Doubt it will ever happen but it would be nice if the plumbing code wound get standardized across the nation, so we all can be on the same page.

I wounder if it's the same way with electricians?


----------



## Tiger (Nov 21, 2007)

No Ron. In Illinois none of the building departments can agree on how electrical systems should be installed.

:whistling

Dave


----------



## Herk (Aug 1, 2007)

KillerToiletSpi said:


> We can't run smaller than 3" for a subsoil drain. and our code pretty much requires four inch for everything underground.


Are you aware that this is unusual? I cannot imagine what there is about Illinois that might make a 2" drain unpractical. It's much harder to wash an oversized drain and traps. We are not allowed to use 1-1/2" underground here, but 2" is just fine. (Nor have I ever seen any reason not to use it.)


----------



## KillerToiletSpider (May 27, 2007)

Herk said:


> Are you aware that this is unusual? I cannot imagine what there is about Illinois that might make a 2" drain unpractical. It's much harder to wash an oversized drain and traps. We are not allowed to use 1-1/2" underground here, but 2" is just fine. (Nor have I ever seen any reason not to use it.)

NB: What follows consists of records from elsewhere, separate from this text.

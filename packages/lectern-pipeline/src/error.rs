#[derive(Debug, thiserror::Error)]
pub enum Error {
	#[error("Invalid request: {message}")]
	InvalidRequest { message: String },
	#[error("Vector index unavailable: {message}")]
	IndexUnavailable { message: String },
	#[error("Provider error: {message}")]
	Provider { message: String },
}
impl From<lectern_index::Error> for Error {
	fn from(err: lectern_index::Error) -> Self {
		match err {
			lectern_index::Error::Unavailable { message } => Self::IndexUnavailable { message },
			lectern_index::Error::Provider { message } => Self::Provider { message },
			lectern_index::Error::InvalidRecord { message } => Self::InvalidRequest { message },
		}
	}
}
impl From<color_eyre::Report> for Error {
	fn from(err: color_eyre::Report) -> Self {
		Self::Provider { message: err.to_string() }
	}
}

pub type Result<T, E = Error> = std::result::Result<T, E>;
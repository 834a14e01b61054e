use clap::{Parser, ValueEnum};

use lectern_pipeline::{AnswerRequest, Pipeline};

const SNIPPET_CHARS: usize = 400;

#[derive(Clone, Copy, Debug, ValueEnum)]
pub enum ProviderArg {
	Openai,
	Gemini,
	Local,
}
impl ProviderArg {
	fn id(self) -> &'static str {
		match self {
			Self::Openai => "openai",
			Self::Gemini => "gemini",
			Self::Local => "local",
		}
	}
}

#[derive(Debug, Parser)]
pub struct AskArgs {
	/// The question to answer.
	pub query: String,
	/// Candidates to retrieve before reranking.
	#[arg(long, value_name = "N")]
	pub top_k: Option<u32>,
	/// Leading candidates to rerank; 0 keeps similarity order.
	#[arg(long, value_name = "N")]
	pub rerank_top_n: Option<u32>,
	/// Token budget for the packed context block.
	#[arg(long, value_name = "TOKENS")]
	pub token_budget: Option<u32>,
	/// Generation backend, overriding the configured one.
	#[arg(long, value_enum)]
	pub provider: Option<ProviderArg>,
	/// Generation model, overriding the configured one.
	#[arg(long, value_name = "MODEL")]
	pub model_name: Option<String>,
}

pub async fn run(mut config: lectern_config::Config, args: AskArgs) -> color_eyre::Result<()> {
	if let Some(provider) = args.provider {
		config.providers.generation.provider_id = provider.id().to_string();
	}
	if let Some(model_name) = args.model_name {
		config.providers.generation.model = model_name;
	}

	// Overrides can turn a valid config invalid, e.g. switching to a hosted
	// provider with no key on file.
	lectern_config::validate(&config)?;

	let pipeline = Pipeline::new(config)?;
	let response = pipeline
		.answer(AnswerRequest {
			query: args.query,
			top_k: args.top_k,
			rerank_top_n: args.rerank_top_n,
			token_budget: args.token_budget,
		})
		.await?;

	println!("\n=== Answer ===\n");
	println!("{}", response.answer);
	println!("\n=== Source passages used ===\n");

	for (position, context) in response.contexts.iter().enumerate() {
		println!("[{}] id: {}  title: {}", position + 1, context.id, context.title);
		println!("{} ...", snippet(&context.text));
		println!("{}", "-".repeat(60));
	}

	Ok(())
}

fn snippet(text: &str) -> String {
	text.chars().take(SNIPPET_CHARS).collect::<String>().replace('\n', " ")
}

Chicago has all kinds of bizarre codes, you can't use no hub cast iron pipe or fittings in a commercial building or a high rise, because the couplings can burn.


----------



## Herk (Aug 1, 2007)

KillerToiletSpi said:


> you can't use no hub cast iron pipe or fittings in a commercial building or a high rise, because the couplings can burn.


Heck, by the time they burn, they don't have to hold the building up anymore anyway. :laughing:


----------



## KillerToiletSpider (May 27, 2007)

Herk said:


> Heck, by the time they burn, they don't have to hold the building up anymore anyway. :laughing:


A lot of Chicago's code is done to protect the unions share of the trade, Chicago is a union town, and if the code is a complete PITA the non-union contractors have a tendency to avoid attempting to do the work, they'll stick to the suburbs where the codes are more user friendly.


----------



## Ron The Plumber (Oct 10, 2006)

Not to change the subject, but this question is for KillerToiletSpi, how in the world did you choose a screen name like that? What's the story behind it?


----------



## KillerToiletSpider (May 27, 2007)

Ron The Plumber said:


> Not to change the subject, but this question is for KillerToiletSpi, how in the world did you choose a screen name like that? What's the story behind it?


The full version is Killertoiletspider, but it was too many letters for this forum, it's source is from years ago, when my daughter came running out of the bathroom of our river cabin screaming at the top of her lungs, when I got her calmed down enough to speak, she told me there was a Killertoiletspider in the bathroom, it turned out to be a wood spider on the base of the toilet.


----------